…and I don’t mean the TV show and I don’t mean Quakers.
A blogger I follow recently referred to me as a friend (and I agree). That got me to thinking. That, and a visit out of the blue last night.
My daughter has “Internet friends” all over the world; people they have never met in the flesh, but many they have met face-to-face via FaceTime, so we know they are who they say they are (as much as we know that about anybody, but that’s another story).
That reality had always been foreign to me until I started blogging. Now I have people all over the country whom I would call friends, or at least friendly acquaintances, though we have never been face-to-face even on FaceTime.

My best friend R from my ten years in California appeared out of the blue last night. I got a FaceTime request from an unknown number. I declined it and said “Who are you?” He was an hour and a half away and passing through. We had a great walk and talk in the park a few blocks from my house. We stayed several feet apart. He got back in the RV and disappeared. I walked home for dinner.
Three of us (R and F and I) used to get in hot water together regularly in the Bay Area. I mean that literally. We would go to a hot tub place, sit in the tub together and talk, then continue the talk over dinner. (Truth be told, I’m more of a sauna guy, but hey, this was California;) We asked each other the kinds of questions that made us think and feel and know each other and ourselves more deeply than usual.
R and I once drove 50 miles to a jazz concert. We argued economics (or discussed passionately) for most of the drive and part of dinner. We heard and saw a great concert, then continued the discussion on the drive home and sitting parked in front of my house for too long. As I walked into the house I realized I had just learned something about love. I had spent my formative years (18 to 30) in a close-knit community, where we agreed on most things and our disagreements were, in the grand scheme of things, pretty small. Now I was having a disagreement that was pretty big; but I realized that I could disagree about an idea and love the person speaking it.
This is a friend to whom, when I am gone, I think I may be invisible. We have had no contact in over ten years. But when we are together, he is here 100%. He is fully present – so I don’t begrudge him the fact that he is fully present somewhere else with someone else when I am 2000 miles away.
Those years from 18-30 were present in our talk. The park contains a memorial to an old friend. We had a community of interlocking organizations and friendships. (See previous post and reference to the New Nation – building a new society in the shell of the old.) I initially knew Orly through an organization I worked for, People’s Office. We were a community center providing some of the services that the internet provides now. If you needed someone to fix your plumbing, Orly was the guy, and we had his number at our fingertips. Need to get bailed out of jail? Find out what’s happening in town tonight? Need to get your car fixed at the Co-op Garage? Having a bad acid trip? We could help you. If you had a problem we hadn’t run across before, we’d find a way to help you. Several organizations got their start that way.

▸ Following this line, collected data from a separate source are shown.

//! Unicode-normalized word tokenizer feeding the C6 radix trie.
//!
//! Grounded on `milli`'s own tokenization layer (it also leans on
//! `unicode-segmentation`/`unicode-normalization` ahead of its own
//! `charabia` crate): normalize to NFC, then split on Unicode word
//! boundaries, lowercasing each token for case-insensitive matching.

use unicode_normalization::UnicodeNormalization;
use unicode_segmentation::UnicodeSegmentation;

/// A single token and the byte offset (in normalized-text token-count
/// order, not raw byte index) it occupies within its field.
#[derive(Debug, Clone, PartialEq, Eq)]
pub struct Token {
    pub text: String,
    pub position: u32,
}

/// Tokenizes one field value's text into ordered, position-tagged words.
pub fn tokenize(text: &str) -> Vec<Token> {
    let normalized: String = text.nfc().collect();
    normalized
        .unicode_words()
        .enumerate()
        .map(|(i, word)| Token { text: word.to_lowercase(), position: i as u32 })
        .collect()
}
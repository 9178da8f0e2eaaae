//! Top-K and grouped accumulator (component C9, spec §4.7).
//!
//! A bounded min-heap of size K keyed on a composite score tuple, with an
//! optional secondary per-distinct-key heap for grouping. `std::BinaryHeap`
//! is a max-heap, so — matching the teacher's own `BinaryHeap<Reverse<_>>`
//! idiom wherever it needs a bounded min-heap — candidates are pushed
//! wrapped in `Reverse`, and the heap is capped by popping the current
//! worst entry once it exceeds `k`.

use std::cmp::Reverse;
use std::collections::{BinaryHeap, HashMap};

use ordered_float::OrderedFloat;

/// Composite sort key: three sort-by expression values in priority order,
/// lexicographically compared, with seq_id descending as the final
/// tie-break (spec §4.7). Each component is pre-negated by the caller so
/// that `Ord`'s natural ascending order always means "better is greater" —
/// letting this type stay a plain `#[derive(Ord)]` tuple-alike instead of a
/// hand-written `Ord` impl with per-field direction flags.
#[derive(Debug, Clone, Copy, PartialEq, PartialOrd)]
pub struct ScoreKey {
    pub primary: OrderedFloat<f64>,
    pub secondary: OrderedFloat<f64>,
    pub tertiary: OrderedFloat<f64>,
}

impl Eq for ScoreKey {}
impl Ord for ScoreKey {
    fn cmp(&self, other: &Self) -> std::cmp::Ordering {
        self.partial_cmp(other).expect("OrderedFloat never produces NaN ordering")
    }
}

#[derive(Debug, Clone)]
pub struct Candidate<T> {
    pub seq_id: u32,
    pub score: ScoreKey,
    pub payload: T,
}

/// Higher-is-better ordering on `(score, seq_id)`, with seq_id descending as
/// the tie-break, matching spec §4.7.
impl<T> PartialEq for Candidate<T> {
    fn eq(&self, other: &Self) -> bool {
        self.score == other.score && self.seq_id == other.seq_id
    }
}
impl<T> Eq for Candidate<T> {}
impl<T> PartialOrd for Candidate<T> {
    fn partial_cmp(&self, other: &Self) -> Option<std::cmp::Ordering> {
        Some(self.cmp(other))
    }
}
impl<T> Ord for Candidate<T> {
    fn cmp(&self, other: &Self) -> std::cmp::Ordering {
        self.score.cmp(&other.score).then_with(|| self.seq_id.cmp(&other.seq_id))
    }
}

/// Bounded min-heap of size `k`: worst-scoring candidate sits at the top and
/// is the one evicted when a better candidate arrives at capacity.
pub struct TopKHeap<T> {
    k: usize,
    heap: BinaryHeap<Reverse<Candidate<T>>>,
}

impl<T> TopKHeap<T> {
    pub fn new(k: usize) -> Self {
        Self { k, heap: BinaryHeap::with_capacity(k.max(1)) }
    }

    pub fn len(&self) -> usize {
        self.heap.len()
    }

    pub fn is_empty(&self) -> bool {
        self.heap.is_empty()
    }

    pub fn push(&mut self, candidate: Candidate<T>) {
        if self.k == 0 {
            return;
        }
        if self.heap.len() < self.k {
            self.heap.push(Reverse(candidate));
            return;
        }
        if let Some(Reverse(worst)) = self.heap.peek() {
            if candidate > *worst {
                self.heap.pop();
                self.heap.push(Reverse(candidate));
            }
        }
    }

    /// Drains into a descending (best-first) vector.
    pub fn into_sorted_vec(self) -> Vec<Candidate<T>> {
        let mut out: Vec<Candidate<T>> = self.heap.into_iter().map(|Reverse(c)| c).collect();
        out.sort_by(|a, b| b.cmp(a));
        out
    }
}

/// Grouped accumulator: documents sharing a 64-bit group key compete for
/// `group_limit` slots within their group, and the outer Top-K is keyed on
/// group representatives (the group's single best-scoring member).
pub struct GroupedTopK<T> {
    group_limit: usize,
    groups: HashMap<u64, TopKHeap<T>>,
    outer_k: usize,
}

impl<T> GroupedTopK<T> {
    pub fn new(outer_k: usize, group_limit: usize) -> Self {
        Self { group_limit, groups: HashMap::new(), outer_k }
    }

    pub fn push(&mut self, group_key: u64, candidate: Candidate<T>) {
        let group_limit = self.group_limit;
        let heap = self.groups.entry(group_key).or_insert_with(|| TopKHeap::new(group_limit));
        heap.push(candidate);
    }

    /// Flattens groups, each ranked by its best member, then truncates the
    /// outer result to `outer_k` groups' worth of hits.
    pub fn into_grouped_hits(self) -> Vec<(u64, Vec<Candidate<T>>)> {
        let mut groups: Vec<(u64, Vec<Candidate<T>>)> = self
            .groups
            .into_iter()
            .map(|(key, heap)| (key, heap.into_sorted_vec()))
            .collect();
        groups.sort_by(|a, b| {
            let best_a = a.1.first();
            let best_b = b.1.first();
            best_b.cmp(&best_a)
        });
        groups.truncate(self.outer_k);
        groups
    }
}

/// 64-bit hash-combine of a document's `group_by_fields` raw values,
/// matching spec §4.7's "distinct key is the hash-combine of the sequence
/// of group-by field values" — FxHash's combine, the same hasher already
/// used by `PostingList`/posting-token maps throughout this crate.
pub fn group_key(values: &[&str]) -> u64 {
    use std::hash::{Hash, Hasher};
    let mut hasher = fxhash::FxHasher::default();
    for v in values {
        v.hash(&mut hasher);
    }
    hasher.finish()
}

#[cfg(test)]
mod tests {
    use super::*;

    fn key(score: f64) -> ScoreKey {
        ScoreKey { primary: OrderedFloat(score), secondary: OrderedFloat(0.0), tertiary: OrderedFloat(0.0) }
    }

    #[test]
    fn keeps_only_the_k_best_candidates() {
        let mut heap = TopKHeap::new(2);
        heap.push(Candidate { seq_id: 1, score: key(1.0), payload: () });
        heap.push(Candidate { seq_id: 2, score: key(5.0), payload: () });
        heap.push(Candidate { seq_id: 3, score: key(3.0), payload: () });
        let sorted = heap.into_sorted_vec();
        assert_eq!(sorted.iter().map(|c| c.seq_id).collect::<Vec<_>>(), vec![2, 3]);
    }

    #[test]
    fn ties_break_by_seq_id_descending() {
        let mut heap = TopKHeap::new(3);
        heap.push(Candidate { seq_id: 1, score: key(1.0), payload: () });
        heap.push(Candidate { seq_id: 5, score: key(1.0), payload: () });
        heap.push(Candidate { seq_id: 3, score: key(1.0), payload: () });
        let sorted = heap.into_sorted_vec();
        assert_eq!(sorted.iter().map(|c| c.seq_id).collect::<Vec<_>>(), vec![5, 3, 1]);
    }

    #[test]
    fn grouped_top_k_caps_members_per_group() {
        let mut grouped = GroupedTopK::new(10, 2);
        let g1 = group_key(&["red"]);
        grouped.push(g1, Candidate { seq_id: 1, score: key(1.0), payload: () });
        grouped.push(g1, Candidate { seq_id: 2, score: key(2.0), payload: () });
        grouped.push(g1, Candidate { seq_id: 3, score: key(3.0), payload: () });
        let groups = grouped.into_grouped_hits();
        assert_eq!(groups.len(), 1);
        assert_eq!(groups[0].1.len(), 2);
        assert_eq!(groups[0].1.iter().map(|c| c.seq_id).collect::<Vec<_>>(), vec![3, 2]);
    }

    #[test]
    fn group_key_is_stable_for_same_values() {
        assert_eq!(group_key(&["a", "b"]), group_key(&["a", "b"]));
        assert_ne!(group_key(&["a", "b"]), group_key(&["b", "a"]));
    }
}
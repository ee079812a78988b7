//! Scan event sinks
//!
//! A [`ScanReporter`] receives every event of one scan. The session owns it
//! for the duration of the scan and flushes it when the scan ends.

use indicatif::{ProgressBar, ProgressStyle};
use std::io;
use std::path::Path;
use std::time::Duration;
use tracing::{info, warn};

use crate::pipeline::session::{ScanCounters, ScanSummary};
use crate::scanner::file_scanner::WalkError;

/// One observable step of a scan
#[derive(Debug)]
pub enum ScanEvent<'a> {
    Started {
        root: &'a Path,
    },
    Validated {
        path: &'a Path,
        kind: &'a str,
    },
    Deleted {
        path: &'a Path,
        kind: &'a str,
        reason: &'a str,
    },
    /// The validator could not judge the file; it is kept
    Inconclusive {
        path: &'a Path,
        kind: &'a str,
        reason: &'a str,
    },
    /// Invalid file left in place because deletion is disabled
    Retained {
        path: &'a Path,
        kind: &'a str,
        reason: &'a str,
    },
    DeleteFailed {
        path: &'a Path,
        kind: &'a str,
        error: &'a io::Error,
    },
    SubtreeSkipped {
        error: &'a WalkError,
    },
    Progress {
        counters: ScanCounters,
    },
    Finished {
        summary: &'a ScanSummary,
    },
}

pub trait ScanReporter: Send {
    fn report(&mut self, event: &ScanEvent<'_>);

    /// Release buffered output. Called exactly once when the session ends.
    fn flush(&mut self) {}
}

/// Writes every event as a `tracing` line
#[derive(Debug, Default)]
pub struct TracingReporter;

impl ScanReporter for TracingReporter {
    fn report(&mut self, event: &ScanEvent<'_>) {
        match event {
            ScanEvent::Started { root } => {
                info!(root = %root.display(), "Scanning directory: {}", root.display());
            }
            ScanEvent::Validated { path, .. } => {
                info!("Validated: {}", path.display());
            }
            ScanEvent::Deleted { path, kind, reason } => {
                info!(%reason, "Deleted corrupted or invalid {}: {}", kind, path.display());
            }
            ScanEvent::Inconclusive { path, kind, reason } => {
                warn!(%reason, "Could not verify {}, keeping: {}", kind, path.display());
            }
            ScanEvent::Retained { path, kind, reason } => {
                info!(%reason, "Would delete corrupted or invalid {}: {}", kind, path.display());
            }
            ScanEvent::DeleteFailed { path, kind, error } => {
                warn!(%error, "Failed to delete invalid {}: {}", kind, path.display());
            }
            ScanEvent::SubtreeSkipped { error } => {
                warn!(path = %error.path().display(), "Skipping unreadable directory: {}", error);
            }
            ScanEvent::Progress { counters } => {
                info!(
                    processed = counters.processed(),
                    invalid = counters.invalid(),
                    deleted = counters.deleted(),
                    "{}",
                    counters
                );
            }
            ScanEvent::Finished { summary } => {
                if summary.cancelled {
                    warn!("Scan cancelled before completion.");
                } else {
                    info!("Scan complete.");
                }
                if summary.delete_failures > 0
                    || summary.skipped_subtrees > 0
                    || summary.inconclusive > 0
                {
                    warn!(
                        delete_failures = summary.delete_failures,
                        inconclusive = summary.inconclusive,
                        skipped_subtrees = summary.skipped_subtrees,
                        "Some files or directories could not be handled"
                    );
                }
                info!(
                    processed = summary.counters.processed(),
                    invalid = summary.counters.invalid(),
                    deleted = summary.counters.deleted(),
                    elapsed_secs = summary.elapsed_secs,
                    "{}",
                    summary.counters
                );
            }
        }
    }
}

/// Drives an `indicatif` spinner from scan events and forwards them on
pub struct ProgressReporter<R> {
    inner: R,
    bar: ProgressBar,
    invalid: u64,
    deleted: u64,
}

impl<R: ScanReporter> ProgressReporter<R> {
    pub fn new(inner: R) -> Self {
        let bar = ProgressBar::new_spinner();
        if let Ok(style) =
            ProgressStyle::default_spinner().template("{spinner:.green} [{elapsed_precise}] {msg}")
        {
            bar.set_style(style);
        }
        bar.enable_steady_tick(Duration::from_millis(120));
        Self {
            inner,
            bar,
            invalid: 0,
            deleted: 0,
        }
    }

    /// Forwards events without drawing anything
    pub fn hidden(inner: R) -> Self {
        Self {
            inner,
            bar: ProgressBar::hidden(),
            invalid: 0,
            deleted: 0,
        }
    }
}

impl<R: ScanReporter> ScanReporter for ProgressReporter<R> {
    fn report(&mut self, event: &ScanEvent<'_>) {
        let checked = match event {
            ScanEvent::Validated { .. } | ScanEvent::Inconclusive { .. } => true,
            ScanEvent::Deleted { .. } => {
                self.invalid += 1;
                self.deleted += 1;
                true
            }
            ScanEvent::Retained { .. } | ScanEvent::DeleteFailed { .. } => {
                self.invalid += 1;
                true
            }
            ScanEvent::Finished { .. } => {
                self.bar.finish_and_clear();
                false
            }
            _ => false,
        };
        if checked {
            self.bar.inc(1);
            self.bar.set_message(format!(
                "{} files checked | {} invalid | {} deleted",
                self.bar.position(),
                self.invalid,
                self.deleted
            ));
        }
        let inner = &mut self.inner;
        self.bar.suspend(|| inner.report(event));
    }

    fn flush(&mut self) {
        if !self.bar.is_finished() {
            self.bar.finish_and_clear();
        }
        self.inner.flush();
    }
}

Later Orly apprenticed to the electrician who wired the co-op when we got a new building. That electrician happened to have a PhD, but he’d put himself through school as an electrician and liked it. It was only years later that he worked as a psychotherapist, using that degree. Working at the neighborhood grocery co-op, I knew pretty much everybody (and what they ate), and they knew me. S liked to work Sunday mornings so she could see who came in together to pick up bagels and the New York Times. She thus knew the neighborhood gossip first. It was that kind of town.
Moving back after ten years in California, my re-introduction to the community was Orly’s funeral. He died during a heat wave just after I moved back. We had a canoe funeral procession down the river. His flower-filled canoe was towed between two others. We rounded the bend out of the river and into the lake, pulled up on shore at the park, and had a big potluck. It seems that everyone I knew was there. I was home. Orly and the canoe are memorialized on a plaque on a park bench right where the river flows into the lake (where we took the walk back at the beginning of this post). That park is also home to the Marquette Waterfront Festival, with which we welcome each summer (the weekend that school gets out).
So there are that kind of friends, too. Those whose lives weave in and out of our own for years. Those we may never know well, but who make our lives richer anyway. Those we have a deep connection with somewhere along the way, but not forever, but they are still part of that fabric. Then there are friends like the half-fast cycling club, folks I’ve ridden with for 10-45 years. Sometimes a bike ride is the best place to talk.
You may have noticed that I refer to living people only by an initial and dead people by name. I guess dead people can’t defend themselves and living people may not want to be identified here, so I don’t name them without consent, and I don’t tend to contact them to ask for consent.